Starbucks announced Monday that it will be permanently closing stores in several major metropolitan areas where workers reported café disruptions that made them feel unsafe

July 12, 2022 1:39pm

Updated: July 12, 2022 4:09pm

Starbucks announced Monday that it will be permanently closing stores in several major metropolitan areas where workers reported café disruptions that made them feel unsafe.

The locations shutting down include six stores in the company’s hometown of Seattle, along with six in Los Angeles, two in Portland, Ore., and a single location in both Philadelphia and Washington, D.C., reports the Wall Street Journal.  

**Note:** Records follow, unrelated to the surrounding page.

use crate::{
    event::{Event, EventClass, EventRegistry},
    timers::{GLOBAL_TIMER, GLOBAL_TIMER_ENABLE, GLOBAL_TIMER_TICK, Timer},
};
use fmgen_core::{Automaton, AutomatonError, Destination, Edge, Type, Variable};
use fmgen_jani::{Composition, Feature, Model, ModelError};
use log::{debug, info, trace};
use std::{iter::once, time::Instant};
use thiserror::Error;

const WAITING: &str = "waiting";
const RECEIVED: &str = "received";

/// Errors in synchronizing the automata of a model.
#[derive(Debug, Clone, PartialEq, Error)]
pub enum SyncError {
    /// Some automaton waits for an event nobody sends.
    #[error("event '{0}' is received but never sent")]
    NoSender(String),
    /// An automaton sends or receives an event through the wrong action.
    #[error("automaton '{automaton}' uses action '{found}' for event '{event}' instead of '{expected}'")]
    ActionMismatch {
        /// The event.
        event: String,
        /// The automaton.
        automaton: String,
        /// The expected action.
        expected: String,
        /// The registered action.
        found: String,
    },
    /// A timer nobody receives.
    #[error("no automaton receives the events of timer '{0}'")]
    UnknownTimer(String),
    /// A timer received by more than one automaton.
    #[error("events of timer '{timer}' are received by {found} automata")]
    TimerReceivers {
        /// The timer.
        timer: String,
        /// Number of receiving automata.
        found: usize,
    },
    /// Timers are declared, but the global timer automaton is missing.
    #[error("timers require the global timer automaton")]
    MissingGlobalTimer,
    /// Error building an event automaton.
    #[error(transparent)]
    Automaton(#[from] AutomatonError),
    /// Error building the model.
    #[error(transparent)]
    Model(#[from] ModelError),
}

fn check_actions<'a>(
    event: &Event,
    participants: impl Iterator<Item = (&'a str, &'a str)>,
    expected: &str,
) -> Result<(), SyncError> {
    for (automaton, action) in participants {
        if action != expected {
            return Err(SyncError::ActionMismatch {
                event: event.name().to_owned(),
                automaton: automaton.to_owned(),
                expected: expected.to_owned(),
                found: action.to_owned(),
            });
        }
    }
    Ok(())
}

// The automaton keeping track of whether the event has been sent and not received yet.
fn event_automaton(event: &Event, timed: bool) -> Result<Automaton, AutomatonError> {
    let mut automaton = Automaton::new(event.name());
    automaton.add_location(WAITING);
    automaton.make_initial(WAITING)?;
    if timed {
        automaton
            .add_edge(Edge::new(WAITING, Destination::new(WAITING)).with_action(GLOBAL_TIMER_ENABLE))?;
    }
    if event.has_receivers() {
        automaton.add_location(RECEIVED);
        automaton
            .add_edge(Edge::new(WAITING, Destination::new(RECEIVED)).with_action(event.on_send()))?;
        automaton.add_edge(
            Edge::new(RECEIVED, Destination::new(WAITING)).with_action(event.on_receive()),
        )?;
    } else {
        automaton
            .add_edge(Edge::new(WAITING, Destination::new(WAITING)).with_action(event.on_send()))?;
    }
    Ok(automaton)
}

// Payload and validity flag of the event, as global variables.
fn event_variables(
    model: &mut Model,
    event: &Event,
    max_array_size: usize,
) -> Result<(), ModelError> {
    for (field, data_type) in event.fields().into_iter().flatten() {
        let name = format!("{}.{field}", event.name());
        let init = data_type.default_value(max_array_size);
        model.add_variable(Variable::new(
            name.as_str(),
            data_type.to_type(),
            Some(init),
            false,
        ))?;
        if let Some(shape) = data_type.shape(max_array_size) {
            model.add_feature(Feature::Arrays);
            for length in shape.length_variables(&name, None, false) {
                model.add_variable(length)?;
            }
        }
    }
    model.add_variable(Variable::new(
        format!("{}.valid", event.name()),
        Type::Bool,
        Some(false.into()),
        false,
    ))
}

/// Synchronizes the automata of the model through the events in `registry`,
/// and sets the resulting composition.
///
/// Every event gets its own automaton,
/// so that it is received only after being sent,
/// and global variables for its payload.
/// If there are `timers`, time advances only when no event is pending.
///
/// Returns the events that are sent but never received.
pub fn assemble_syncs(
    model: &mut Model,
    registry: &EventRegistry,
    timers: &[Timer],
    max_array_size: usize,
) -> Result<Vec<String>, SyncError> {
    let time = Instant::now();
    info!(target: "build", "synchronizing {} events", registry.len());
    let mut composition = Composition::default();
    for automaton in model.automata() {
        composition.add_element(automaton.name())?;
    }
    let timed = !timers.is_empty();
    if timed && model.automaton(GLOBAL_TIMER).is_none() {
        return Err(SyncError::MissingGlobalTimer);
    }
    let mut enabled = Vec::new();
    let mut unconsumed = Vec::new();

    for event in registry.iter() {
        match event.classify() {
            EventClass::Timer => {
                trace!("event '{}' is driven by the global timer", event.name());
                continue;
            }
            EventClass::Optional => {
                let removed = model.remove_edges_with_action(&event.on_receive());
                debug!(
                    "event '{}' is never sent: removed {removed} receiving edges",
                    event.name()
                );
                continue;
            }
            EventClass::Synchronized if !event.has_senders() => {
                return Err(SyncError::NoSender(event.name().to_owned()));
            }
            EventClass::Synchronized => {}
        }
        let on_send = event.on_send();
        let on_receive = event.on_receive();
        check_actions(event, event.senders(), &on_send)?;
        check_actions(event, event.receivers(), &on_receive)?;

        model.add_automaton(event_automaton(event, timed)?)?;
        composition.add_element(event.name())?;
        if event.has_receivers() {
            composition.add_sync(
                on_receive.as_str(),
                once((event.name(), on_receive.as_str())).chain(event.receivers()),
            )?;
        } else {
            debug!("event '{}' has no receivers", event.name());
            unconsumed.push(event.name().to_owned());
        }
        composition.add_sync(
            on_send.as_str(),
            once((event.name(), on_send.as_str())).chain(event.senders()),
        )?;
        if timed {
            enabled.push(event.name());
        }
        event_variables(model, event, max_array_size)?;
    }

    let enables = || enabled.iter().map(|event| (*event, GLOBAL_TIMER_ENABLE));
    if timed {
        composition.add_sync(
            GLOBAL_TIMER_TICK,
            once((GLOBAL_TIMER, GLOBAL_TIMER_TICK)).chain(enables()),
        )?;
    }
    for timer in timers {
        let event = registry
            .get(&timer.rate_event())
            .ok_or_else(|| SyncError::UnknownTimer(timer.name.clone()))?;
        let on_receive = event.on_receive();
        let mut receivers = event.receivers();
        let (receiver, action) = match (receivers.next(), receivers.next()) {
            (Some(receiver), None) => receiver,
            (None, _) => return Err(SyncError::UnknownTimer(timer.name.clone())),
            (Some(_), Some(_)) => {
                return Err(SyncError::TimerReceivers {
                    timer: timer.name.clone(),
                    found: event.receivers().count(),
                });
            }
        };
        check_actions(event, once((receiver, action)), &on_receive)?;
        composition.add_sync(
            on_receive.as_str(),
            [(GLOBAL_TIMER, on_receive.as_str()), (receiver, action)]
                .into_iter()
                // shortens the lifetimes of the enabled events to that of `on_receive`
                .chain(enables().map(|(event, action)| (event, action))),
        )?;
    }

    model.set_composition(composition)?;
    info!("synchronization completed in {:?}", time.elapsed());
    Ok(unconsumed)
}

“We read every incident report you file—it’s a lot,” wrote U.S. operations leads Debbie Stroud and Denise Nelson in a message to employees.

The pair said they understood that employees could not work well “if we don’t feel safe at work.”

The coffee company also said that it would give store managers more discretion over the location to manage safety concerns, like the decision to close restrooms, limit seating or more leeway on operating hours.

In 2018, Starbucks mandated that bathrooms in all locations were now open to anyone, even if they are not paying customers, following an incident where two black men refused to leave a store after one was denied use of a bathroom. Video of their arrest went viral, sparking uproar and allegations of racism.

A study about 18 months later found that monthly visits to Starbucks dropped 6.8% compared to other coffee shops nearby who did not.

The move to improve employee experience comes amid unionization drives at some U.S. locations.

133 of Starbuck’s roughly 9,000 stores had certified unions as of last month, according to the National Labor Relations Board.

A leader of Starbucks Workers United, a union behind many of the union votes, told the Wall Street Journal that the shuttering stores’ workers should have been more involved in the decision.

Starbucks said it would transfer the location’s employees to others nearby.